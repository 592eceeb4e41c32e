//! Error types for KestrelDB.

use thiserror::Error;

/// Result type alias using KestrelError.
pub type Result<T> = std::result::Result<T, KestrelError>;

/// Errors that can occur in KestrelDB engine operations.
#[derive(Debug, Error)]
pub enum KestrelError {
    // I/O errors
    #[error("I/O error: {0}")]
    Io(#[from] std::io::Error),

    // Storage errors
    #[error("Row not found at position {pos}")]
    RowNotFound { pos: u64 },

    #[error("Row at position {pos} is not memory-resident")]
    RowNotResident { pos: u64 },

    #[error("Row codec error: {0}")]
    Codec(String),

    // Index errors. Structural corruption is fatal: a node link that does
    // not resolve to a row of the expected index means the tree is no
    // longer trustworthy and the operation must not continue.
    #[error("Index structure corrupted at position {pos}: {reason}")]
    StructuralCorruption { pos: u64, reason: String },

    #[error("Duplicate key in unique index")]
    DuplicateKey,

    // Transaction errors
    #[error("Deadlock detected, session {session} chosen as victim")]
    Deadlock { session: u64 },

    #[error("Lock wait aborted for session {session}")]
    LockWaitAbort { session: u64 },

    #[error("Transaction aborted: {0}")]
    TransactionAborted(String),

    #[error("Commit failed: {0}")]
    CommitFailure(String),

    // Configuration errors
    #[error("Invalid parameter: {name} = {value}")]
    InvalidParameter { name: String, value: String },

    // Internal errors
    #[error("Internal error: {0}")]
    Internal(String),
}

impl KestrelError {
    /// Returns true if this error is fatal to the engine rather than to a
    /// single statement. Fatal errors indicate a state the external
    /// recovery subsystem must address.
    pub fn is_fatal(&self) -> bool {
        matches!(
            self,
            KestrelError::StructuralCorruption { .. } | KestrelError::CommitFailure(_)
        )
    }
}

- [DIRECTIONS FOR THIS TASK]: Set down the listing again, exactly.

- [SOLUTION BELOW]:
repository 592eceeb4e41c32e
//! Error types for KestrelDB.

use thiserror::Error;

/// Result type alias using KestrelError.
pub type Result<T> = std::result::Result<T, KestrelError>;

/// Errors that can occur in KestrelDB engine operations.
#[derive(Debug, Error)]
pub enum KestrelError {
    // I/O errors
    #[error("I/O error: {0}")]
    Io(#[from] std::io::Error),

    // Storage errors
    #[error("Row not found at position {pos}")]
    RowNotFound { pos: u64 },

    #[error("Row at position {pos} is not memory-resident")]
    RowNotResident { pos: u64 },

    #[error("Row codec error: {0}")]
    Codec(String),

    // Index errors. Structural corruption is fatal: a node link that does
    // not resolve to a row of the expected index means the tree is no
    // longer trustworthy and the operation must not continue.
    #[error("Index structure corrupted at position {pos}: {reason}")]
    StructuralCorruption { pos: u64, reason: String },

    #[error("Duplicate key in unique index")]
    DuplicateKey,

    // Transaction errors
    #[error("Deadlock detected, session {session} chosen as victim")]
    Deadlock { session: u64 },

    #[error("Lock wait aborted for session {session}")]
    LockWaitAbort { session: u64 },

    #[error("Transaction aborted: {0}")]
    TransactionAborted(String),

    #[error("Commit failed: {0}")]
    CommitFailure(String),

    // Configuration errors
    #[error("Invalid parameter: {name} = {value}")]
    InvalidParameter { name: String, value: String },

    // Internal errors
    #[error("Internal error: {0}")]
    Internal(String),
}

impl KestrelError {
    /// Returns true if this error is fatal to the engine rather than to a
    /// single statement. Fatal errors indicate a state the external
    /// recovery subsystem must address.
    pub fn is_fatal(&self) -> bool {
        matches!(
            self,
            KestrelError::StructuralCorruption { .. } | KestrelError::CommitFailure(_)
        )
    }
}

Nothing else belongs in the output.